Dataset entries
------------------------
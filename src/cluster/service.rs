use crate::cluster::IpFamily;
use k8s_openapi::api::core::v1::Service;

pub const INTERNAL_LOAD_BALANCER_ANNOTATION: &str = "service.beta.kubernetes.io/azure-load-balancer-internal";

// "namespace/name"
pub fn service_key(service: &Service) -> String {
    format!(
        "{}/{}",
        service.metadata.namespace.as_deref().unwrap_or("default"),
        service.metadata.name.as_deref().unwrap_or_default()
    )
}

pub fn is_local_service(service: &Service) -> bool {
    service
        .spec
        .as_ref()
        .and_then(|spec| spec.external_traffic_policy.as_deref())
        .map(|policy| policy == "Local")
        .unwrap_or(false)
}

pub fn is_load_balancer_service(service: &Service) -> bool {
    service
        .spec
        .as_ref()
        .and_then(|spec| spec.type_.as_deref())
        .map(|ty| ty == "LoadBalancer")
        .unwrap_or(false)
}

pub fn requires_internal_load_balancer(service: &Service) -> bool {
    service
        .metadata
        .annotations
        .as_ref()
        .and_then(|annotations| annotations.get(INTERNAL_LOAD_BALANCER_ANNOTATION))
        .map(|value| value == "true")
        .unwrap_or(false)
}

// Services that do not declare families are treated as IPv4 only.
pub fn ip_families(service: &Service) -> Vec<IpFamily> {
    let families: Vec<IpFamily> = service
        .spec
        .as_ref()
        .and_then(|spec| spec.ip_families.as_ref())
        .map(|families| families.iter().filter_map(|f| IpFamily::parse_service_family(f)).collect())
        .unwrap_or_default();

    if families.is_empty() {
        vec![IpFamily::V4]
    } else {
        families
    }
}

pub fn ip_families_enabled(service: &Service) -> (bool, bool) {
    let families = ip_families(service);
    (families.contains(&IpFamily::V4), families.contains(&IpFamily::V6))
}


#[cfg(test)]
mod tests {
    use super::testing::*;
    use super::*;

    #[test]
    fn reads_service_traits() {
        let svc = internal(local(service("svc-1", &["IPv4", "IPv6"])));
        assert_eq!(service_key(&svc), "default/svc-1");
        assert!(is_local_service(&svc));
        assert!(is_load_balancer_service(&svc));
        assert!(requires_internal_load_balancer(&svc));
        assert_eq!(ip_families_enabled(&svc), (true, true));
    }

    #[test]
    fn defaults_to_ipv4() {
        let svc = service("svc-1", &[]);
        assert_eq!(ip_families(&svc), vec![IpFamily::V4]);
        assert!(!is_local_service(&svc));
        assert!(!requires_internal_load_balancer(&svc));
    }
}
use crate::network::BackendAddressPool;
use serde::{Deserialize, Serialize};
use serde_json::{Map, Value};

#[derive(Clone, Debug, Default, PartialEq, Serialize, Deserialize)]
pub struct LoadBalancer {
    #[serde(skip_serializing_if = "Option::is_none")]
    pub id: Option<String>,
    #[serde(skip_serializing_if = "Option::is_none")]
    pub name: Option<String>,
    #[serde(skip_serializing_if = "Option::is_none")]
    pub location: Option<String>,
    #[serde(skip_serializing_if = "Option::is_none")]
    pub etag: Option<String>,
    #[serde(skip_serializing_if = "Option::is_none")]
    pub properties: Option<LoadBalancerProperties>,
}

#[derive(Clone, Debug, Default, PartialEq, Serialize, Deserialize)]
#[serde(rename_all = "camelCase")]
pub struct LoadBalancerProperties {
    #[serde(skip_serializing_if = "Option::is_none")]
    pub backend_address_pools: Option<Vec<BackendAddressPool>>,
    // Frontends, rules and probes are carried through untouched.
    #[serde(flatten)]
    pub other: Map<String, Value>,
}

impl LoadBalancer {
    pub fn named(name: impl Into<String>) -> LoadBalancer {
        LoadBalancer {
            name: Some(name.into()),
            properties: Some(LoadBalancerProperties::default()),
            ..Default::default()
        }
    }

    pub fn name(&self) -> &str {
        self.name.as_deref().unwrap_or_default()
    }

    pub fn backend_pools(&self) -> &[BackendAddressPool] {
        self.properties
            .as_ref()
            .and_then(|p| p.backend_address_pools.as_deref())
            .unwrap_or_default()
    }

    pub fn backend_pools_mut(&mut self) -> &mut Vec<BackendAddressPool> {
        self.properties
            .get_or_insert_with(LoadBalancerProperties::default)
            .backend_address_pools
            .get_or_insert_with(Vec::new)
    }
}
------------------------
Each line of the data that holds "metadata" should be reported.

Problem solution
        service.metadata.namespace.as_deref().unwrap_or("default"),
        service.metadata.name.as_deref().unwrap_or_default()
        .metadata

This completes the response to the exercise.